|CryoSolplus is a dispersion that can absorb three times as much heat as water, and can prevent batteries from overheating. Click to enlarge.|
Researchers at the Fraunhofer Institute for Environmental, Safety and Energy Technology UMSICHT in Oberhausen have developed a new phase-change material (PCM) coolant that conducts heat away from a traction battery for electric vehicles three times more effectively than water, keeping the battery temperature within an acceptable range even in extreme driving situations.
Avoiding overheating EV battery packs is important to maintaining long service life; operating a battery at a temperature of 45°C instead of 35°C halves its service life. Conventional cooling systems have not reached their full potential, Fraunhofer suggests:
Air cooling systems are limited, FraunhoferÚ says, because air can absorb only very little heat and is also a poor conductor of it. What’s more, air cooling requires big spaces between the battery’s cells to allow sufficient fresh air to circulate between them.
Water-cooling systems are still in their infancy. Though their thermal capacity exceeds that of air-cooling systems and they are better at conducting away heat, their downside is the limited supply of water in the system compared with the essentially limitless amount of air that can flow through a battery.
Fraunhofer researchers have developed a coolant they call CryoSolplus—a dispersion that mixes water and paraffin along with stabilizing tensides (also known as surfactants: chemical species that act as wetting agents to lower the surface tension of a liquid)—and a dash of the anti-freeze agent glycol. The advantage is that CryoSolplus can absorb three times as much heat as water, and functions better as a buffer in extreme situations such as trips on the freeway at the height of summer.
This means that the holding tank for the coolant can be much smaller than those of watercooling systems—saving both weight and space under the hood. In addition, CryoSolplus is good at conducting away heat, moving it very quickly from the battery cells into the coolant. With additional costs of just €50–100, the new cooling system is only marginally more expensive than water cooling.
As CryoSolplus absorbs heat, the solid paraffin droplets within it melt, storing the heat in the process. When the solution cools, the droplets revert to their solid form (i.e., phase change materials).

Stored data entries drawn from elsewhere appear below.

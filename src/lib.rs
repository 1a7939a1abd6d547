pub mod analysis;
pub mod bridge;
pub mod catalog;
pub mod config;
pub mod host;
pub mod mailbox;
pub mod mcp;
pub mod monitor;
pub mod runner;
pub mod tools;
pub mod upload;
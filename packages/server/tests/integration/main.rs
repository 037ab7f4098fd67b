mod common;

mod applications;
mod auth;
mod listings;
mod reviews;
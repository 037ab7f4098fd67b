use axum::body::Body;
use axum::extract::{Path, State};
use axum::http::header;
use axum::response::{IntoResponse, Response};
use common::storage::FileKey;
use tokio_util::io::ReaderStream;
use tracing::instrument;

use crate::error::{AppError, ErrorBody};
use crate::state::AppState;

#[utoipa::path(
    get,
    path = "/api/v1/media/{key}",
    tag = "Media",
    operation_id = "getMedia",
    summary = "Download an uploaded file",
    description = "Serves resumes and logos by the key embedded in `resume_url` / `logo_url`.",
    params(("key" = String, Path, description = "Storage key, e.g. `logos/ab/<hash>.png`")),
    responses(
        (status = 200, description = "File contents", content_type = "application/octet-stream"),
        (status = 404, description = "No such file (NOT_FOUND)", body = ErrorBody),
    ),
)]
#[instrument(skip(state))]
pub async fn serve_media(
    State(state): State<AppState>,
    Path(key): Path<String>,
) -> Result<impl IntoResponse, AppError> {
    let key = FileKey::parse(&key).map_err(|_| AppError::NotFound("File not found".into()))?;
    let reader = state.files.open(&key).await?;

    let mime = mime_guess::from_ext(key.extension()).first_or_octet_stream();

    Response::builder()
        .header(header::CONTENT_TYPE, mime.as_ref())
        // Keys are content hashes, so a given URL never changes.
        .header(header::CACHE_CONTROL, "public, max-age=31536000, immutable")
        .body(Body::from_stream(ReaderStream::new(reader)))
        .map_err(|e| AppError::Internal(e.to_string()))
}
use std::collections::HashMap;

use axum::{Json, extract::Path, extract::State};
use sea_orm::*;
use tracing::instrument;

use crate::entity::company;
use crate::error::{AppError, ErrorBody};
use crate::extractors::json::AppQuery;
use crate::models::company::{CompanyListQuery, CompanyResponse, CompanyWithInternshipsResponse};
use crate::models::internship::InternshipListQuery;
use crate::models::shared::contains_pattern;
use crate::state::AppState;
use crate::utils::filter::{find_listed_internships, lower_like, resolve_ordering};
use crate::utils::present;

#[utoipa::path(
    get,
    path = "/",
    tag = "Companies",
    operation_id = "listCompanies",
    summary = "List verified companies",
    description = "Only verified, active companies appear. `search` matches name or description \
        case-insensitively. `ordering` accepts `name` or `created_at`, optionally prefixed with \
        `-`. Each entry carries the mean review rating.",
    params(CompanyListQuery),
    responses(
        (status = 200, description = "Companies, by name unless `ordering` says otherwise", body = Vec<CompanyResponse>),
        (status = 400, description = "Unknown ordering (VALIDATION_ERROR)", body = ErrorBody),
    ),
)]
#[instrument(skip(state, query))]
pub async fn list_companies(
    State(state): State<AppState>,
    AppQuery(query): AppQuery<CompanyListQuery>,
) -> Result<Json<Vec<CompanyResponse>>, AppError> {
    let (sort_column, sort_order) = resolve_ordering(
        query.ordering.as_deref(),
        "name",
        &[
            ("name", company::Column::Name),
            ("created_at", company::Column::CreatedAt),
        ],
    )?;
    let mut select = company::Entity::find()
        .filter(company::Column::IsVerified.eq(true))
        .filter(company::Column::IsActive.eq(true));
    if let Some(pattern) = query.search.as_deref().and_then(contains_pattern) {
        select = select.filter(
            Condition::any()
                .add(lower_like(company::Column::Name, &pattern))
                .add(lower_like(company::Column::Description, &pattern)),
        );
    }
    let rows = select
        .order_by(sort_column, sort_order)
        .order_by_asc(company::Column::Id)
        .all(&state.db)
        .await?;
    Ok(Json(
        present::company_responses(&state.db, &state.config.server.public_url, rows).await?,
    ))
}

#[utoipa::path(
    get,
    path = "/{id}",
    tag = "Companies",
    operation_id = "getCompany",
    summary = "Get a verified company",
    params(("id" = i32, Path, description = "Company ID")),
    responses(
        (status = 200, description = "Company", body = CompanyResponse),
        (status = 404, description = "Company not found or not listed (NOT_FOUND)", body = ErrorBody),
    ),
)]
#[instrument(skip(state))]
pub async fn get_company(
    State(state): State<AppState>,
    Path(id): Path<i32>,
) -> Result<Json<CompanyResponse>, AppError> {
    let row = company::Entity::find_by_id(id)
        .one(&state.db)
        .await?
        .filter(company::Model::is_listed)
        .ok_or_else(|| AppError::NotFound("Company not found".into()))?;
    Ok(Json(
        present::company_response(&state.db, &state.config.server.public_url, row).await?,
    ))
}

#[utoipa::path(
    get,
    path = "/with-internships",
    tag = "Companies",
    operation_id = "listCompaniesWithInternships",
    summary = "Companies owning matching internships",
    description = "Applies the internship filters, then groups the matches by company. Companies \
        are ordered by name.",
    params(InternshipListQuery),
    responses(
        (status = 200, description = "Companies with their matching internships", body = Vec<CompanyWithInternshipsResponse>),
        (status = 400, description = "Unknown ordering (VALIDATION_ERROR)", body = ErrorBody),
    ),
)]
#[instrument(skip(state, query))]
pub async fn list_companies_with_internships(
    State(state): State<AppState>,
    AppQuery(query): AppQuery<InternshipListQuery>,
) -> Result<Json<Vec<CompanyWithInternshipsResponse>>, AppError> {
    let internships = find_listed_internships(&state.db, &query).await?;
    let internships =
        present::internship_responses(&state.db, &state.config.server.public_url, internships)
            .await?;

    let mut grouped: HashMap<i32, CompanyWithInternshipsResponse> = HashMap::new();
    for item in internships {
        grouped
            .entry(item.company.id)
            .or_insert_with(|| CompanyWithInternshipsResponse {
                company: item.company.clone(),
                internships: Vec::new(),
            })
            .internships
            .push(item);
    }

    let mut companies: Vec<_> = grouped.into_values().collect();
    companies.sort_by(|a, b| {
        a.company
            .name
            .cmp(&b.company.name)
            .then(a.company.id.cmp(&b.company.id))
    });
    Ok(Json(companies))
}

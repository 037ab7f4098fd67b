use argon2::Argon2;
use argon2::password_hash::rand_core::OsRng;
use argon2::password_hash::{self, PasswordHash, PasswordHasher, PasswordVerifier, SaltString};

/// Hash a password into an Argon2id PHC string.
pub fn hash_password(password: &str) -> Result<String, password_hash::Error> {
    let salt = SaltString::generate(&mut OsRng);
    Ok(Argon2::default()
        .hash_password(password.as_bytes(), &salt)?
        .to_string())
}

/// Check `password` against a stored PHC string.
///
/// Returns `Ok(false)` on mismatch; `Err` only when the stored hash is unreadable.
pub fn verify_password(password: &str, stored: &str) -> Result<bool, password_hash::Error> {
    let parsed = PasswordHash::new(stored)?;
    match Argon2::default().verify_password(password.as_bytes(), &parsed) {
        Ok(()) => Ok(true),
        Err(password_hash::Error::Password) => Ok(false),
        Err(e) => Err(e),
    }
}
use serde::{Deserialize, Serialize};

use super::company::check_coordinates;
use super::company::CompanyProfileResponse;
use super::shared::{
    check_email, check_max_len, check_password, check_required, check_username,
};
use super::student::{StudentProfileResponse, check_course};
use crate::entity::user::AccountRole;
use crate::error::{AppError, FieldErrors};
use crate::utils::tags::TagList;

/// Request body for student registration.
#[derive(Deserialize, utoipa::ToSchema)]
pub struct StudentRegisterRequest {
    #[schema(example = "alice")]
    pub username: String,
    #[schema(example = "alice@example.com")]
    pub email: String,
    #[schema(example = "s3cure_P@ss!")]
    pub password: String,
    #[schema(example = "s3cure_P@ss!")]
    pub password_confirm: String,
    #[serde(default)]
    pub first_name: String,
    #[serde(default)]
    pub last_name: String,
    pub institution_id: Option<i32>,
    #[serde(default)]
    pub phone: String,
    pub course: Option<i32>,
    #[serde(default)]
    pub specialization: String,
    #[serde(default)]
    pub bio: String,
    #[serde(default)]
    #[schema(value_type = Vec<String>)]
    pub skills: TagList,
    #[serde(default)]
    #[schema(value_type = Vec<String>)]
    pub interests: TagList,
}

pub fn validate_student_register(payload: &StudentRegisterRequest) -> FieldErrors {
    let mut errors = FieldErrors::new();
    check_username(&payload.username, &mut errors);
    check_email("email", &payload.email, &mut errors);
    check_password(&payload.password, &payload.password_confirm, &mut errors);
    check_max_len("first_name", &payload.first_name, 150, &mut errors);
    check_max_len("last_name", &payload.last_name, 150, &mut errors);
    check_max_len("phone", &payload.phone, 32, &mut errors);
    check_course(payload.course, &mut errors);
    check_max_len("specialization", &payload.specialization, 200, &mut errors);
    check_max_len("bio", &payload.bio, 5_000, &mut errors);
    payload.skills.validate("skills", &mut errors);
    payload.interests.validate("interests", &mut errors);
    errors
}

/// Request body for company registration.
#[derive(Deserialize, utoipa::ToSchema)]
pub struct CompanyRegisterRequest {
    #[schema(example = "acme")]
    pub username: String,
    /// Account email, also used for login recovery.
    #[schema(example = "hr@acme.example")]
    pub email: String,
    pub password: String,
    pub password_confirm: String,
    #[schema(example = "Acme Robotics")]
    pub company_name: String,
    #[serde(default)]
    pub description: String,
    #[serde(default)]
    pub website: String,
    #[serde(default)]
    pub address: String,
    /// Contact address for application notifications. Optional.
    pub contact_email: Option<String>,
    pub latitude: Option<f64>,
    pub longitude: Option<f64>,
}

pub fn validate_company_register(payload: &CompanyRegisterRequest) -> FieldErrors {
    let mut errors = FieldErrors::new();
    check_username(&payload.username, &mut errors);
    check_email("email", &payload.email, &mut errors);
    check_password(&payload.password, &payload.password_confirm, &mut errors);
    check_required("company_name", &payload.company_name, 200, &mut errors);
    check_max_len("website", &payload.website, 200, &mut errors);
    check_max_len("address", &payload.address, 255, &mut errors);
    if let Some(contact) = &payload.contact_email {
        check_email("contact_email", contact, &mut errors);
    }
    check_coordinates(payload.latitude, payload.longitude, &mut errors);
    errors
}

/// Request body for login (both roles).
#[derive(Deserialize, utoipa::ToSchema)]
pub struct LoginRequest {
    #[schema(example = "alice")]
    pub username: String,
    #[schema(example = "s3cure_P@ss!")]
    pub password: String,
}

pub fn validate_login_request(payload: &LoginRequest) -> Result<(), AppError> {
    let mut errors = FieldErrors::new();
    if payload.username.trim().is_empty() {
        errors.add("username", "This field is required");
    }
    if payload.password.is_empty() {
        errors.add("password", "This field is required");
    }
    errors.into_result()
}

/// Either kind of profile, tagged by role.
#[derive(Serialize, utoipa::ToSchema)]
#[serde(untagged)]
pub enum ProfileResponse {
    Student(StudentProfileResponse),
    Company(CompanyProfileResponse),
}

/// Successful login response. The token is also set as the `session` cookie.
#[derive(Serialize, utoipa::ToSchema)]
pub struct LoginResponse {
    #[schema(example = "eyJhbGciOiJIUzI1NiIsInR5cCI6IkpXVCJ9...")]
    pub token: String,
    #[schema(example = "alice")]
    pub username: String,
    pub role: AccountRole,
    pub profile: ProfileResponse,
}

#[derive(Serialize, utoipa::ToSchema)]
pub struct AuthStatusResponse {
    pub authenticated: bool,
    pub username: Option<String>,
    pub role: Option<AccountRole>,
}

#[derive(Serialize, utoipa::ToSchema)]
pub struct CsrfResponse {
    /// Echo this value in the `X-CSRF-Token` header on state-changing requests.
    #[serde(rename = "csrfToken")]
    pub csrf_token: String,
}
use chrono::{DateTime, Utc};
use serde::{Deserialize, Serialize};

use super::shared::check_max_len;
use crate::entity::review;
use crate::error::{AppError, FieldErrors};

#[derive(Debug, Default, Deserialize, utoipa::IntoParams)]
#[into_params(parameter_in = Query)]
pub struct ReviewListQuery {
    /// Company whose reviews to list.
    pub company: Option<i32>,
}

#[derive(Deserialize, utoipa::ToSchema)]
pub struct CreateReviewRequest {
    #[schema(example = 3)]
    pub company_id: i32,
    #[schema(example = 5, minimum = 1, maximum = 5)]
    pub rating: i32,
    #[serde(default)]
    pub comment: String,
    #[serde(default)]
    pub is_anonymous: bool,
}

pub fn validate_create_review(payload: &CreateReviewRequest) -> Result<(), AppError> {
    let mut errors = FieldErrors::new();
    if !(1..=5).contains(&payload.rating) {
        errors.add("rating", "Rating must be between 1 and 5");
    }
    check_max_len("comment", &payload.comment, 5_000, &mut errors);
    errors.into_result()
}

#[derive(Serialize, utoipa::ToSchema)]
pub struct ReviewResponse {
    pub id: i32,
    pub company_id: i32,
    pub rating: i32,
    pub comment: String,
    pub is_anonymous: bool,
    pub is_verified: bool,
    /// `null` for anonymous reviews.
    pub author: Option<String>,
    pub created_at: DateTime<Utc>,
}

impl ReviewResponse {
    /// `author_name` is dropped when the review is anonymous.
    pub fn from_model(m: review::Model, author_name: Option<String>) -> Self {
        Self {
            id: m.id,
            company_id: m.company_id,
            rating: m.rating,
            comment: m.comment,
            is_anonymous: m.is_anonymous,
            is_verified: m.is_verified,
            author: if m.is_anonymous { None } else { author_name },
            created_at: m.created_at,
        }
    }
}
use sea_orm::entity::prelude::*;
use serde::{Deserialize, Serialize};

#[sea_orm::model]
#[derive(Clone, Debug, PartialEq, Eq, DeriveEntityModel, Serialize, Deserialize)]
#[sea_orm(table_name = "internship")]
pub struct Model {
    #[sea_orm(primary_key)]
    pub id: i32,

    pub company_id: i32,
    #[sea_orm(belongs_to, from = "company_id", to = "id")]
    pub company: HasOne<super::company::Entity>,

    pub position: String,
    #[sea_orm(column_type = "Text")]
    pub description: String,
    pub location: String,
    pub start_date: Date,
    pub end_date: Date,
    #[sea_orm(column_type = "Text")]
    pub requirements: String,

    /// Technology tags stored as a JSON array of strings.
    #[sea_orm(column_type = "JsonBinary")]
    pub tech_stack: Json,

    pub available_positions: i32,
    pub is_active: bool,

    #[sea_orm(has_many, via = "internship_institution")]
    pub institutions: HasMany<super::institution::Entity>,

    #[sea_orm(has_many)]
    pub applications: HasMany<super::application::Entity>,

    pub created_at: DateTimeUtc,
    pub updated_at: DateTimeUtc,
}

impl ActiveModelBehavior for ActiveModel {}
use common::ApplicationStatus;
use sea_orm::entity::prelude::*;
use serde::{Deserialize, Serialize};

#[sea_orm::model]
#[derive(Clone, Debug, PartialEq, Eq, DeriveEntityModel, Serialize, Deserialize)]
#[sea_orm(table_name = "application")]
pub struct Model {
    #[sea_orm(primary_key)]
    pub id: i32,

    #[sea_orm(unique_key = "student_internship")]
    pub student_id: i32,
    #[sea_orm(unique_key = "student_internship")]
    pub internship_id: i32,
    /// Copied from the internship when the application is created.
    pub company_id: i32,

    pub status: ApplicationStatus,
    #[sea_orm(column_type = "Text")]
    pub comment: String,

    #[sea_orm(belongs_to, from = "student_id", to = "id")]
    pub student: HasOne<super::student::Entity>,
    #[sea_orm(belongs_to, from = "internship_id", to = "id")]
    pub internship: HasOne<super::internship::Entity>,
    #[sea_orm(belongs_to, from = "company_id", to = "id")]
    pub company: HasOne<super::company::Entity>,

    pub created_at: DateTimeUtc,
    pub updated_at: DateTimeUtc,
}

impl ActiveModelBehavior for ActiveModel {}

The main problem to be overcome during development of CryoSolplus was making the dispersion stable, said Dipl.-Ing. Tobias Kappels, a scientist at UMSICHT. The individual solid droplets of paraffin had to be prevented from agglomerating or—as they are lighter than water—collecting on the surface of the dispersion. They need to be evenly distributed throughout the water. Tensides serve to stabilize the dispersion, depositing themselves on the paraffin droplets and forming a type of protective coating.
To find out which tensides are best suited to this purpose, we examined the dispersion in three different stress situations: How long can it be stored without deteriorating? How well does it withstand mechanical stresses such as being pumped through pipes? And how stable is it when exposed to thermal stresses, for instance when the paraffin particles freeze and then thaw again?—Tobias Kappels
Other properties of the dispersion that the researchers are optimizing include its heat capacity, its ability to transfer heat and its flow capability. The scientists’ next task will be to carry out field tests, trying out the coolant in an experimental vehicle.